Plus, even the silver coins value will probably depreciate. Since you can eat them or anything. So you lose value in them. OTOH, food, ammo, well-kept fuel, water filtration systems, etc. will gain value. Smart investment is important here. And that leaves out gold.

When there was a buzz about the Y2K bugs, I decided to have a week’s worth of food an water on hand, in case something important broke down. I figured I didn’t need more than that, because if the vital stuff wasn’t fixed in a week, I’d be screwed anyway.

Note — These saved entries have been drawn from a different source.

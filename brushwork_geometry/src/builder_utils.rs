use glam::{Mat3, Vec2, Vec3};

use brushwork_map::Plane;

#[derive(Debug, Clone, Copy)]
#[non_exhaustive]
pub struct GeometrySettings {
    /// Plane triples whose normal matrix has a smaller determinant are treated as parallel.
    pub determinant_epsilon: f32,
    /// How far outside a plane a solved vertex may lie and still be kept.
    pub cut_threshold: f32,
    /// Vertices closer than this are merged.
    pub merge_distance: f32,
    /// How far from a plane a vertex may lie and still belong to its face.
    pub face_epsilon: f32,
    /// Texture size in texels used for UV projection.
    pub texture_size: Vec2,
    /// Convert brushes on the rayon thread pool.
    pub parallel: bool,
}

impl GeometrySettings {
    #[must_use]
    pub fn new() -> Self {
        Self::default()
    }

    pub fn determinant_epsilon(&mut self, epsilon: f32) {
        self.determinant_epsilon = epsilon;
    }

    pub fn cut_threshold(&mut self, cut_threshold: f32) {
        self.cut_threshold = cut_threshold;
    }

    pub fn merge_distance(&mut self, merge_distance: f32) {
        self.merge_distance = merge_distance;
    }

    pub fn face_epsilon(&mut self, face_epsilon: f32) {
        self.face_epsilon = face_epsilon;
    }

    /// Sets every distance tolerance at once.
    pub fn epsilon(&mut self, epsilon: f32) {
        self.cut_threshold = epsilon;
        self.merge_distance = epsilon;
        self.face_epsilon = epsilon;
    }

    pub fn texture_size(&mut self, width: f32, height: f32) {
        self.texture_size = Vec2::new(width, height);
    }

    pub fn parallel(&mut self, parallel: bool) {
        self.parallel = parallel;
    }
}

impl Default for GeometrySettings {
    fn default() -> Self {
        Self {
            determinant_epsilon: 1e-4,
            cut_threshold: 0.01,
            merge_distance: 0.01,
            face_epsilon: 0.01,
            texture_size: Vec2::new(64.0, 64.0),
            parallel: true,
        }
    }
}

/// The solid side of a plane, `normal · x <= distance`.
#[derive(Debug, Clone, Copy, PartialEq)]
pub(crate) struct HalfSpace {
    pub normal: Vec3,
    pub distance: f32,
}

impl HalfSpace {
    pub fn from_plane(plane: &Plane) -> Self {
        Self {
            normal: plane.normal(),
            distance: plane.distance(),
        }
    }

    /// Positive in front of the plane, outside the solid.
    pub fn distance_to_point(&self, point: Vec3) -> f32 {
        self.normal.dot(point) - self.distance
    }

    /// Solves the point shared by three planes.
    /// Returns `None` if the planes are (nearly) parallel or the solve isn't finite.
    pub fn intersect(a: &Self, b: &Self, c: &Self, epsilon: f32) -> Option<Vec3> {
        let normals = Mat3::from_cols(a.normal, b.normal, c.normal).transpose();

        if normals.determinant().abs() < epsilon {
            return None;
        }

        let point = normals.inverse() * Vec3::new(a.distance, b.distance, c.distance);
        point.is_finite().then(|| point)
    }
}

#[allow(clippy::cast_precision_loss)]
pub(crate) fn polygon_center<I>(polygon: I) -> Vec3
where
    I: Iterator<Item = Vec3> + ExactSizeIterator,
{
    let len = polygon.len() as f32;
    polygon.fold(Vec3::ZERO, |a, b| a + b) / len
}

/// Two unit vectors spanning the plane of `normal`, forming a right handed basis with it.
pub(crate) fn plane_basis(normal: Vec3) -> (Vec3, Vec3) {
    let seed = if normal.y.abs() < 0.9 { Vec3::Y } else { Vec3::X };
    let right = seed.cross(normal).normalize();
    let up = normal.cross(right);
    (right, up)
}

/// Sorts the vertices of a convex polygon counter-clockwise, seen from the side `normal` points to.
pub(crate) fn sort_polygon<T>(polygon: &mut [T], normal: Vec3, get_vert: impl Fn(&T) -> Vec3) {
    if polygon.len() < 3 {
        return;
    }

    let center = polygon_center(polygon.iter().map(&get_vert));
    let (right, up) = plane_basis(normal);
    let angle = |vert: &T| {
        let to_vert = get_vert(vert) - center;
        f32::atan2(to_vert.dot(up), to_vert.dot(right))
    };

    polygon.sort_by(|a, b| angle(a).total_cmp(&angle(b)));
}

/// Signed area of a polygon projected on `normal`, positive for counter-clockwise winding.
#[cfg(test)]
pub(crate) fn polygon_area(polygon: &[Vec3], normal: Vec3) -> f32 {
    use itertools::Itertools;

    polygon
        .iter()
        .circular_tuple_windows()
        .map(|(a, b)| a.cross(*b).dot(normal))
        .sum::<f32>()
        / 2.0
}

#[cfg(test)]
mod tests {
    use super::*;
    use approx::assert_relative_eq;

    fn half_space(normal: Vec3, distance: f32) -> HalfSpace {
        HalfSpace {
            normal: normal.normalize(),
            distance,
        }
    }

    #[test]
    fn triple_intersection() {
        let point = HalfSpace::intersect(
            &half_space(Vec3::X, 16.0),
            &half_space(Vec3::Y, -8.0),
            &half_space(Vec3::Z, 64.0),
            1e-4,
        )
        .unwrap();

        assert_relative_eq!(point, Vec3::new(16.0, -8.0, 64.0), epsilon = 1e-4);
    }

    #[test]
    fn sloped_intersection_lies_on_planes() {
        let planes = [
            half_space(Vec3::new(1.0, 1.0, 0.0), 32.0),
            half_space(Vec3::new(0.0, 1.0, 1.0), -16.0),
            half_space(Vec3::new(1.0, -2.0, 3.0), 5.0),
        ];

        let point = HalfSpace::intersect(&planes[0], &planes[1], &planes[2], 1e-4).unwrap();

        for plane in &planes {
            assert_relative_eq!(plane.distance_to_point(point), 0.0, epsilon = 1e-3);
        }
    }

    #[test]
    fn parallel_planes_dont_intersect() {
        assert_eq!(
            HalfSpace::intersect(
                &half_space(Vec3::X, 1.0),
                &half_space(Vec3::X, 2.0),
                &half_space(Vec3::Y, 0.0),
                1e-4,
            ),
            None
        );

        // three planes sharing a line
        assert_eq!(
            HalfSpace::intersect(
                &half_space(Vec3::X, 0.0),
                &half_space(Vec3::Y, 0.0),
                &half_space(Vec3::new(1.0, 1.0, 0.0), 0.0),
                1e-4,
            ),
            None
        );
    }

    #[test]
    fn basis_is_right_handed() {
        for normal in [
            Vec3::X,
            Vec3::Y,
            -Vec3::Y,
            Vec3::Z,
            Vec3::new(1.0, 2.0, -3.0).normalize(),
        ] {
            let (right, up) = plane_basis(normal);
            assert_relative_eq!(right.length(), 1.0, epsilon = 1e-6);
            assert_relative_eq!(up.length(), 1.0, epsilon = 1e-6);
            assert_relative_eq!(right.cross(up), normal, epsilon = 1e-6);
        }
    }

    #[test]
    fn polygon_sorting() {
        let square = [
            Vec3::new(1.0, 1.0, 0.0),
            Vec3::new(-1.0, -1.0, 0.0),
            Vec3::new(1.0, -1.0, 0.0),
            Vec3::new(-1.0, 1.0, 0.0),
        ];

        for normal in [Vec3::Z, -Vec3::Z] {
            let mut polygon = square;
            sort_polygon(&mut polygon, normal, |&v| v);
            assert_relative_eq!(polygon_area(&polygon, normal), 4.0, epsilon = 1e-5);

            let sorted = polygon;
            sort_polygon(&mut polygon, normal, |&v| v);
            assert_eq!(polygon, sorted);
        }
    }

    #[test]
    fn center() {
        let points = [Vec3::ZERO, Vec3::new(2.0, 0.0, 0.0), Vec3::new(1.0, 3.0, 0.0)];
        assert_relative_eq!(
            polygon_center(points.iter().copied()),
            Vec3::new(1.0, 1.0, 0.0)
        );
    }
}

Then I looked at my cupboard and realized I had a week’s worth of food. Not what I’d choose, but cereal, crackers, peanut butter, canned beans… So I bought some large bottles of water and put them in the basement. I threw them away a few years later, when I wondered how much plasticizer had leaked into the water, and couldn’t think of why I’d ever choose stale bottled water over fresh tap water.

Gold still makes AWESOME false teeth. It’s much tougher and less brittle than the other options. I got gold so I can still crack nuts and bones with my teeth, not as currency.

What all those places have in common is that they are not cut off from functioning economies. Read what isosleepy wrote.

None of those involved a complete breakdown of even the local economies. And gold was the standard currency at the time.

Anyway, come the apocalypse, if I am still alive, I will value gold to the extent my neighbors value it. But if I had to stock up on anything, it would be pain killers and antibiotics. I’m not a killer, someone else is going to have to wield that gun. But I’m a decent healer. Maybe my neighbors would value me enough to protect me, or maybe not. But that’s my best shot, that and being a decent tinkerer.

This is reliant on other, stable, societies existing where you can trade your precious metals for better currencies than those of their collapsed nations. And, in this modern age, even in a collapsed state, you can find people trading outside of it who will want your metal for that purpose. If I’m in the Congo, gold has value because it can be traded outside of the Congo. If the whole world is the Congo, its worth is going to drop significantly because what established societies are you going to trade it to?